July 6, 2023 — Score 100
Routine · Inspector: Jeremy Wimes
No violations recorded for this inspection.
Analysis written on June 21, 2026.
Central State Prison opened in 1978 on the grounds of the historic Central State Hospital complex, designed to hold 546 adult male felons. Today the facility holds 1,154 people—more than double its original design capacity—and operates at its officially expanded working capacity of 1,153. It is one of the medium-security prisons that Georgia Prisoners’ Speak (GPS) has identified in its ongoing investigation of classification drift: a systemic pattern in which facilities designated for medium-security inmates are forced to house close-security individuals—and to absorb the violence that classification mismatch generates—without the staffing, infrastructure, or programming such populations require. Central State, with a population that routinely includes hundreds of close-security prisoners, has become a stark example of the deadly consequences.

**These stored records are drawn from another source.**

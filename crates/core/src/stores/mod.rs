pub mod azure_blob;
pub mod azure_openai;
pub mod azure_search;
pub mod local;
pub mod memory;
pub mod neo4j;

pub use azure_blob::AzureBlobStore;
pub use azure_openai::AzureOpenAiEmbeddings;
pub use azure_search::AzureSearchService;
pub use local::LocalObjectStore;
pub use memory::{MemoryGraphStore, MemoryObjectStore, MemorySearchService};
pub use neo4j::Neo4jStore;
impl<'a, S: ObjectStore> DocumentPipeline<'a, S> {
    pub fn new(artifacts: &'a ArtifactStore<S>) -> Self {
        Self {
            artifacts,
            profiles: ChunkingProfiles::default(),
            defaults: PipelineDefaults::default(),
            temp_dir: None,
        }
    }

    pub fn with_profiles(mut self, profiles: ChunkingProfiles) -> Self {
        self.profiles = profiles;
        self
    }

    pub fn with_defaults(mut self, defaults: PipelineDefaults) -> Self {
        self.defaults = defaults;
        self
    }

    /// Directory for staged input files; the system temp dir otherwise.
    pub fn with_temp_dir(mut self, temp_dir: impl Into<PathBuf>) -> Self {
        self.temp_dir = Some(temp_dir.into());
        self
    }

    pub async fn run(&self, request: DocumentRequest) -> PipelineOutcome {
        let mut state = PipelineState::ExtractMetadata(request);
        loop {
            let from = state.stage();
            state = match state {
                PipelineState::ExtractMetadata(request) => self.extract_metadata(request),
                PipelineState::RouteProcessor(staged) => Self::route_processor(staged),
                PipelineState::SaveTempInput(routed) => self.save_temp_input(routed),
                PipelineState::ProcessDocument(saved) => self.process_document(saved),
                PipelineState::WriteArtifacts(document) => self.write_artifacts(document).await,
                PipelineState::Completed(output) => {
                    info!(
                        document_id = output.document.document_id(),
                        pages = output.document.pages.len(),
                        chunks = output.document.total_chunks(),
                        "pipeline completed"
                    );
                    return PipelineOutcome::Completed(output);
                }
                PipelineState::Failed(failure) => {
                    error!(
                        stage = %failure.stage,
                        document_id = failure.document_id.as_deref().unwrap_or("-"),
                        error = %failure.error,
                        "pipeline failed"
                    );
                    return PipelineOutcome::Failed(failure);
                }
            };
            if let Some(from) = from {
                debug!(from = %from, to = ?state.stage(), "pipeline transition");
            }
        }
    }

    fn extract_metadata(&self, request: DocumentRequest) -> PipelineState {
        if request.content.is_empty() {
            return PipelineState::Failed(PipelineFailure {
                stage: PipelineStage::ExtractMetadata,
                document_id: None,
                error: IngestError::InvalidArgument(format!("{} is empty", request.file_name)).into(),
            });
        }

        let document_name = if request.document_name.trim().is_empty() {
            Path::new(&request.file_name)
                .file_stem()
                .and_then(|stem| stem.to_str())
                .unwrap_or(&request.file_name)
                .to_string()
        } else {
            request.document_name.trim().to_string()
        };

        let checksum = format!("{:x}", Sha256::digest(&request.content));
        let metadata = DocumentMetadata {
            document_id: Uuid::new_v4().to_string(),
            document_name,
            file_extension: file_extension(&request.file_name),
            location: request
                .location
                .filter(|location| !location.trim().is_empty())
                .unwrap_or_else(|| self.defaults.location.clone()),
            year: request.year.unwrap_or(self.defaults.year),
            doc_type: DocType::parse(
                request
                    .doc_type
                    .as_deref()
                    .filter(|doc_type| !doc_type.trim().is_empty())
                    .unwrap_or(&self.defaults.doc_type),
            ),
            checksum,
            total_pages: 0,
        };

        PipelineState::RouteProcessor(Staged {
            metadata,
            content: request.content,
        })
    }

    fn route_processor(staged: Staged) -> PipelineState {
        match FileKind::from_extension(&staged.metadata.file_extension) {
            Ok(kind) => PipelineState::SaveTempInput(Routed { staged, kind }),
            Err(error) => failed(
                PipelineStage::RouteProcessor,
                &staged.metadata.document_id,
                error,
            ),
        }
    }

    fn save_temp_input(&self, routed: Routed) -> PipelineState {
        let Routed { staged, kind } = routed;
        let document_id = staged.metadata.document_id.clone();
        match self.stage_input(&staged.metadata.file_extension, &staged.content) {
            Ok(input) => PipelineState::ProcessDocument(Saved {
                metadata: staged.metadata,
                kind,
                input,
            }),
            Err(error) => failed(PipelineStage::SaveTempInput, &document_id, error),
        }
    }

    fn stage_input(&self, extension: &str, content: &[u8]) -> Result<NamedTempFile, IngestError> {
        let mut builder = tempfile::Builder::new();
        builder.prefix("rfp-input-").suffix(extension);
        let mut input = match &self.temp_dir {
            Some(dir) => builder.tempfile_in(dir)?,
            None => builder.tempfile()?,
        };
        input.write_all(content)?;
        input.flush()?;
        Ok(input)
    }

    /// The staged file is dropped, and so deleted, when this returns.
    fn process_document(&self, saved: Saved) -> PipelineState {
        let Saved {
            mut metadata,
            kind,
            input,
        } = saved;

        let extracted = match extract_document(input.path(), kind) {
            Ok(extracted) => extracted,
            Err(error) => {
                return failed(PipelineStage::ProcessDocument, &metadata.document_id, error)
            }
        };
        drop(input);

        metadata.total_pages = extracted.total_pages;
        let config = self.profiles.for_kind(kind);
        let pages = build_document_pages(&metadata, extracted.pages, kind, config);
        info!(
            document_id = %metadata.document_id,
            kind = kind.as_str(),
            total_pages = metadata.total_pages,
            retained_pages = pages.len(),
            "document processed"
        );

        PipelineState::WriteArtifacts(ProcessedDocument { metadata, pages })
    }

    async fn write_artifacts(&self, document: ProcessedDocument) -> PipelineState {
        match self.artifacts.write_processed_document(&document).await {
            Ok(written) => PipelineState::Completed(PipelineOutput { document, written }),
            Err(error) => failed(PipelineStage::WriteArtifacts, document.document_id(), error),
        }
    }
}

#[derive(Debug, Clone, PartialEq, Eq)]
pub struct EmbedReport {
    pub document_id: String,
    pub total_chunks: usize,
    pub dimensions: usize,
    pub blob_names: Vec<String>,
}

/// Embeds every chunk artifact of a document and writes the embedded
/// copies. Nothing is written unless every chunk got a vector.
pub async fn embed_document<S, B, Z>(
    artifacts: &ArtifactStore<S>,
    client: &EmbeddingClient<B, Z>,
    document_id: &str,
) -> Result<EmbedReport, PipelineError>
where
    S: ObjectStore,
    B: EmbeddingBackend,
    Z: Sleeper,
{
    let chunks = artifacts.read_chunks(document_id).await?;
    let texts: Vec<String> = chunks.iter().map(|chunk| chunk.content.clone()).collect();
    info!(document_id, chunks = chunks.len(), model = client.model(), "embedding document");

    let vectors = client.embed(&texts).await?;
    let dimensions = vectors.first().map(Vec::len).unwrap_or(0);
    let embedded: Vec<EmbeddedChunk> = chunks
        .into_iter()
        .zip(vectors)
        .map(|(chunk, embedding)| EmbeddedChunk { chunk, embedding })
        .collect();

    let blob_names = artifacts.write_embedded_chunks(document_id, &embedded).await?;
    Ok(EmbedReport {
        document_id: document_id.to_string(),
        total_chunks: embedded.len(),
        dimensions,
        blob_names,
    })
}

Classification Drift and the Medium-Security Violence Machine
GPS’s October 2025 investigation “The Classification Crisis: How Four Medium Security Prisons Are Killing People” documented the structural reality unfolding inside Central State and its counterparts: medium-security facilities have effectively become close-security compounds, yet they are staffed and equipped for a lower-risk population. Across the Georgia Department of Corrections, roughly 60% of the incarcerated population is classified as medium security and 24% as close security, but medium-security prisons absorb a disproportionate share of close-security inmates because the system lacks adequate close-security bed space. At Central State, that imbalance has fueled a yearslong streak of stabbings and homicides.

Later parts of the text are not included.